Moins de transparence pour les consommateurs

La nouvelle passe mal du côté des associations de consommateurs, qui reprochent à Danone son rétropédalage. Foodwatch a mis en ligne une pétition demandant au gouvernement de rendre le Nutri-Score obligatoire.

"La crainte d’une moins bonne note ne doit pas être une porte ouverte pour renoncer à donner une information claire et accessible qui aide les consommatrices et consommateurs à faire de meilleurs choix pour leur santé," écrit l'association sur son site internet.
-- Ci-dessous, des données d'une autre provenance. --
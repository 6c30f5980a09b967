//! Response envelope
//!
//! Every XML API response is wrapped in a root element that carries a success
//! or error marker, an optional message and the server's API version. The
//! envelope parses that wrapper once and memoizes the derived properties.

use std::sync::OnceLock;

use crate::error::{ClientError, Result};
use crate::xml::Element;

const SUCCESS: &str = "success";
const ERROR: &str = "error";

/// A parsed API response
#[derive(Debug, Clone)]
pub struct ResponseEnvelope {
    body: String,
    root: Element,
    client_api_version: u32,
    http_status: Option<u16>,
    api_version: OnceLock<Option<u32>>,
    success: OnceLock<bool>,
    message: OnceLock<String>,
}

impl ResponseEnvelope {
    /// Parse a response body
    ///
    /// Fails with [`ClientError::MalformedResponse`] when the body is not
    /// well-formed XML.
    pub fn parse(body: &str, client_api_version: u32) -> Result<Self> {
        let root = Element::parse(body)
            .map_err(|e| ClientError::MalformedResponse(e.to_string()))?;

        Ok(Self {
            body: body.to_string(),
            root,
            client_api_version,
            http_status: None,
            api_version: OnceLock::new(),
            success: OnceLock::new(),
            message: OnceLock::new(),
        })
    }

    /// Record the HTTP status the envelope arrived with
    pub fn with_http_status(mut self, status: u16) -> Self {
        self.http_status = Some(status);
        self
    }

    /// Raw response text
    pub fn body(&self) -> &str {
        &self.body
    }

    /// Root element of the response
    pub fn root(&self) -> &Element {
        &self.root
    }

    /// API version the client was configured with when the request was made
    pub fn client_api_version(&self) -> u32 {
        self.client_api_version
    }

    pub fn http_status(&self) -> Option<u16> {
        self.http_status
    }

    /// API version reported by the server, if any
    pub fn api_version(&self) -> Option<u32> {
        *self.api_version.get_or_init(|| {
            self.root
                .attr("apiversion")
                .and_then(|v| v.trim().parse().ok())
        })
    }

    /// Whether the root carries the success marker
    pub fn success(&self) -> bool {
        *self
            .success
            .get_or_init(|| self.root.attr(SUCCESS).is_some())
    }

    /// Whether the root carries an error marker or an `<error>` block
    ///
    /// Unlike `!success()`, a bare document with neither marker is not an
    /// error reply.
    pub fn is_error_reply(&self) -> bool {
        !self.success() && (self.root.attr(ERROR).is_some() || self.root.find(ERROR).is_some())
    }

    /// Message from the success or error block
    ///
    /// Falls back to the marker name itself when the block is absent, and to an
    /// empty string when the block has no message text.
    pub fn message(&self) -> &str {
        self.message.get_or_init(|| {
            let term = if self.success() { SUCCESS } else { ERROR };
            match self.root.find(term) {
                Some(block) => block.child_text("message").unwrap_or_default().to_string(),
                None => term.to_string(),
            }
        })
    }

    /// Return the envelope unchanged on success, or a remote error carrying it
    pub fn raise_for_error(self) -> Result<Self> {
        if self.success() {
            return Ok(self);
        }
        Err(ClientError::RemoteOperation {
            message: self.message().to_string(),
            envelope: Box::new(self),
        })
    }
}

#[cfg(test)]
mod tests {
    use super::*;

    #[test]
    fn test_success_with_message() {
        let env = ResponseEnvelope::parse(
            r#"<result success="true" apiversion="11"><success><message>Job was successfully deleted</message></success></result>"#,
            11,
        )
        .unwrap();

        assert!(env.success());
        assert_eq!(env.api_version(), Some(11));
        assert_eq!(env.message(), "Job was successfully deleted");
        assert_eq!(env.client_api_version(), 11);
        assert!(env.raise_for_error().is_ok());
    }

    #[test]
    fn test_success_without_block_uses_term() {
        let env = ResponseEnvelope::parse(r#"<result success="true"><jobs count="0"/></result>"#, 5)
            .unwrap();
        assert!(env.success());
        assert_eq!(env.message(), "success");
        assert_eq!(env.api_version(), None);
    }

    #[test]
    fn test_error_envelope() {
        let env = ResponseEnvelope::parse(
            r#"<result error="true" apiversion="11"><error code="api.error.item.doesnotexist"><message>Job ID does not exist: x</message></error></result>"#,
            11,
        )
        .unwrap()
        .with_http_status(404);

        assert!(!env.success());
        assert_eq!(env.message(), "Job ID does not exist: x");

        let err = env.raise_for_error().unwrap_err();
        assert!(err.is_remote());
        assert_eq!(err.status(), Some(404));
    }

    #[test]
    fn test_error_reply_detection() {
        let env = ResponseEnvelope::parse(r#"<result error="true"/>"#, 11).unwrap();
        assert!(env.is_error_reply());

        let env = ResponseEnvelope::parse(
            "<result><error><message>boom</message></error></result>",
            11,
        )
        .unwrap();
        assert!(env.is_error_reply());

        let env = ResponseEnvelope::parse(r#"<project><node name="n"/></project>"#, 11).unwrap();
        assert!(!env.success());
        assert!(!env.is_error_reply());

        let env = ResponseEnvelope::parse(r#"<result success="true"/>"#, 11).unwrap();
        assert!(!env.is_error_reply());
    }

    #[test]
    fn test_error_without_block_uses_term() {
        let env = ResponseEnvelope::parse("<result/>", 11).unwrap();
        assert!(!env.success());
        assert_eq!(env.message(), "error");
    }

    #[test]
    fn test_block_without_message_is_empty() {
        let env = ResponseEnvelope::parse(r#"<result success="true"><success/></result>"#, 11)
            .unwrap();
        assert_eq!(env.message(), "");
    }

    #[test]
    fn test_unparseable_api_version_is_absent() {
        let env = ResponseEnvelope::parse(r#"<result success="true" apiversion="eleven"/>"#, 11)
            .unwrap();
        assert_eq!(env.api_version(), None);
    }

    #[test]
    fn test_malformed_body() {
        let err = ResponseEnvelope::parse("not xml at all", 11).unwrap_err();
        assert!(matches!(err, ClientError::MalformedResponse(_)));

        let err = ResponseEnvelope::parse("", 11).unwrap_err();
        assert!(matches!(err, ClientError::MalformedResponse(_)));
    }

    #[test]
    fn test_properties_are_stable() {
        let env = ResponseEnvelope::parse(r#"<result success="true" apiversion="9"/>"#, 11).unwrap();
        assert_eq!(env.success(), env.success());
        assert_eq!(env.message(), env.message());
        assert_eq!(env.api_version(), env.api_version());
    }
}
//! Job reference resolution
//!
//! Jobs can be referenced on the command line either by their UUID or by
//! `group/path/name`, which is looked up within a project.

use std::fmt;

use anyhow::{Context, Result, anyhow, bail};
use rundeck_client::RundeckClient;
use rundeck_core::domain::job::is_job_id;
use rundeck_core::dto::job::JobQuery;

/// A job given either by ID or by its group path and name
#[derive(Debug, Clone, PartialEq, Eq)]
pub enum JobRef {
    Id(String),
    Path { group: Option<String>, name: String },
}

impl JobRef {
    /// Parse a job reference
    ///
    /// Anything shaped like a server UUID is an ID; otherwise the last `/`
    /// separates the group path from the job name.
    pub fn parse(input: &str) -> Self {
        let input = input.trim();
        if is_job_id(input) {
            return JobRef::Id(input.to_string());
        }

        match input.trim_matches('/').rsplit_once('/') {
            Some((group, name)) => JobRef::Path {
                group: Some(group.to_string()),
                name: name.to_string(),
            },
            None => JobRef::Path {
                group: None,
                name: input.trim_matches('/').to_string(),
            },
        }
    }
}

impl fmt::Display for JobRef {
    fn fmt(&self, f: &mut fmt::Formatter<'_>) -> fmt::Result {
        match self {
            JobRef::Id(id) => f.write_str(id),
            JobRef::Path { group: Some(group), name } => write!(f, "{}/{}", group, name),
            JobRef::Path { group: None, name } => f.write_str(name),
        }
    }
}

/// Resolve a job reference to a job ID
///
/// Name lookups need a project and must match exactly one job.
pub async fn resolve_job_id(
    client: &RundeckClient,
    project: Option<&str>,
    job: &JobRef,
) -> Result<String> {
    let (group, name) = match job {
        JobRef::Id(id) => return Ok(id.clone()),
        JobRef::Path { group, name } => (group, name),
    };

    let project =
        project.ok_or_else(|| anyhow!("--project is required to find job '{}' by name", job))?;

    let query = JobQuery {
        group_path_exact: group.clone(),
        ..JobQuery::exact_name(name.clone())
    };
    let jobs = client
        .list_jobs(project, &query)
        .await
        .with_context(|| format!("Failed to look up job '{}' in project {}", job, project))?;

    match jobs.as_slice() {
        [] => bail!("No job named '{}' found in project {}", job, project),
        [found] => Ok(found.id.clone()),
        _ => {
            let ids: Vec<_> = jobs.iter().map(|j| j.id.as_str()).collect();
            bail!(
                "Ambiguous job name '{}': matches {} jobs: {}",
                job,
                jobs.len(),
                ids.join(", ")
            )
        }
    }
}

#[cfg(test)]
mod tests {
    use super::*;

    #[test]
    fn test_parse_uuid() {
        let id = "f114ab12-7c4e-4a3d-9d7e-3f5b2a1c0d9e";
        assert_eq!(JobRef::parse(id), JobRef::Id(id.to_string()));
    }

    #[test]
    fn test_parse_plain_name() {
        assert_eq!(
            JobRef::parse("nightly-backup"),
            JobRef::Path { group: None, name: "nightly-backup".to_string() }
        );
    }

    #[test]
    fn test_parse_group_path() {
        let job = JobRef::parse("ops/db/nightly-backup");
        assert_eq!(
            job,
            JobRef::Path {
                group: Some("ops/db".to_string()),
                name: "nightly-backup".to_string()
            }
        );
        assert_eq!(job.to_string(), "ops/db/nightly-backup");
    }

    #[test]
    fn test_parse_strips_outer_slashes() {
        assert_eq!(
            JobRef::parse("/deploy/"),
            JobRef::Path { group: None, name: "deploy".to_string() }
        );
    }
}
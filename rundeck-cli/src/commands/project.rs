//! Project command handlers

use anyhow::{Context, Result};
use clap::Subcommand;
use colored::*;
use rundeck_client::RundeckClient;
use rundeck_core::domain::node::Node;
use rundeck_core::dto::filter::NodeFilter;
use rundeck_core::dto::history::HistoryQuery;

use super::FormatArg;

/// Project subcommands
#[derive(Subcommand)]
pub enum ProjectCommands {
    /// List all projects
    List,
    /// Show a project
    Get { name: String },
    /// List the nodes of a project
    Resources {
        name: String,

        /// Node tag filter
        #[arg(long)]
        tags: Option<String>,

        /// Node name filter
        #[arg(long)]
        nodes: Option<String>,

        /// Print the raw resource document in this format
        #[arg(long, value_enum)]
        export: Option<FormatArg>,
    },
    /// Show recent history events
    History {
        name: String,

        /// Time window such as 1d or 2w
        #[arg(long)]
        recent: Option<String>,

        #[arg(long, default_value_t = 20)]
        max: u32,
    },
}

/// Handle project commands
pub async fn handle_project_command(
    command: ProjectCommands,
    client: &RundeckClient,
) -> Result<()> {
    match command {
        ProjectCommands::List => list_projects(client).await,
        ProjectCommands::Get { name } => get_project(client, &name).await,
        ProjectCommands::Resources {
            name,
            tags,
            nodes,
            export,
        } => {
            let filter = NodeFilter {
                tags,
                name: nodes,
                ..Default::default()
            };
            match export {
                Some(format) => {
                    let document = client
                        .export_project_resources(&name, format.into(), &filter)
                        .await
                        .with_context(|| format!("Failed to export resources of {}", name))?;
                    print!("{}", document);
                    Ok(())
                }
                None => list_resources(client, &name, &filter).await,
            }
        }
        ProjectCommands::History { name, recent, max } => {
            let query = HistoryQuery {
                recent_filter: recent,
                max: Some(max),
                ..Default::default()
            };
            show_history(client, &name, &query).await
        }
    }
}

async fn list_projects(client: &RundeckClient) -> Result<()> {
    let projects = client
        .list_projects()
        .await
        .context("Failed to list projects")?;

    if projects.is_empty() {
        println!("{}", "No projects found.".yellow());
        return Ok(());
    }

    println!("{}", format!("Found {} project(s):", projects.len()).bold());
    println!();
    for project in projects {
        match project.description.as_deref().filter(|d| !d.is_empty()) {
            Some(description) => println!(
                "  {} {}  {}",
                "▸".cyan(),
                project.name.bold(),
                description.dimmed()
            ),
            None => println!("  {} {}", "▸".cyan(), project.name.bold()),
        }
    }

    Ok(())
}

async fn get_project(client: &RundeckClient, name: &str) -> Result<()> {
    let project = client
        .get_project(name)
        .await
        .with_context(|| format!("Failed to fetch project {}", name))?;

    println!("{}", "Project Details:".bold());
    println!("  Name:        {}", project.name.cyan());
    if let Some(description) = &project.description {
        println!("  Description: {}", description);
    }
    if let Some(resources) = &project.resources {
        println!("\n{}", "Resources:".bold());
        for (key, value) in resources {
            println!("  {} = {}", key.cyan(), value.as_deref().unwrap_or(""));
        }
    }

    Ok(())
}

async fn list_resources(client: &RundeckClient, project: &str, filter: &NodeFilter) -> Result<()> {
    let nodes = client
        .list_project_resources(project, filter)
        .await
        .with_context(|| format!("Failed to list resources of {}", project))?;

    if nodes.is_empty() {
        println!("{}", "No matching nodes.".yellow());
    } else {
        println!("{}", format!("Found {} node(s):", nodes.len()).bold());
        println!();
        for node in &nodes {
            print_node(node);
        }
    }

    Ok(())
}

async fn show_history(client: &RundeckClient, project: &str, query: &HistoryQuery) -> Result<()> {
    let events = client
        .project_history(project, query)
        .await
        .with_context(|| format!("Failed to fetch history of {}", project))?;

    if events.is_empty() {
        println!("{}", "No history events.".yellow());
        return Ok(());
    }

    for event in events {
        let status = event.status.as_deref().unwrap_or("-");
        let status = match status {
            "succeed" | "succeeded" => status.green(),
            "fail" | "failed" => status.red(),
            "cancel" | "aborted" => status.yellow(),
            _ => status.normal(),
        };
        println!(
            "{} [{}] {} {}",
            event.date_ended.format("%Y-%m-%d %H:%M:%S").to_string().dimmed(),
            status,
            event.title.as_deref().unwrap_or("(adhoc)").bold(),
            event.user.as_deref().unwrap_or("").dimmed()
        );
        if let Some(summary) = event.summary.as_deref().filter(|s| !s.is_empty()) {
            println!("    {}", summary);
        }
    }

    Ok(())
}

fn print_node(node: &Node) {
    println!("  {} {}", "▸".cyan(), node.name.bold());
    println!("    Host:  {}@{}", node.username, node.hostname);
    if let Some(os) = &node.os_name {
        println!("    OS:    {}", os.dimmed());
    }
    if let Some(tags) = node.tags.as_ref().filter(|t| !t.is_empty()) {
        let tags: Vec<_> = tags.iter().map(String::as_str).collect();
        println!("    Tags:  {}", tags.join(", ").dimmed());
    }
    println!();
}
Le Nutri-Score n'est en effet pas obligatoire, et appliqué au bon vouloir des industriels. On estime qu'environ 60% des marques l'affichent. Mais ce n'est pas la première fois que l'une d'elles fait marche arrière: fin 2023, Bjorg avait décidé de retirer le Nutri-Score de ses produits. Selon l'UFC-Que Choisir, ses biscuits et boissons végétales allaient voir leur note dégradée avec le changement d'algorithme.

D'autres marques pourraient, dans les mois à venir, prendre la même décision. Le nouvel algorithme n'est pas encore en vigueur: l'arrêté qui devait être initialement publié en juin dernier a été suspendu.

Après sa publication au Journal officiel, les industriels auront deux ans pour changer leur étiquetage... Ou bien décider de le retirer, au détriment des consommateurs, plongés dans la confusion d'informations nutritionnelles peu claires et difficiles à décrypter.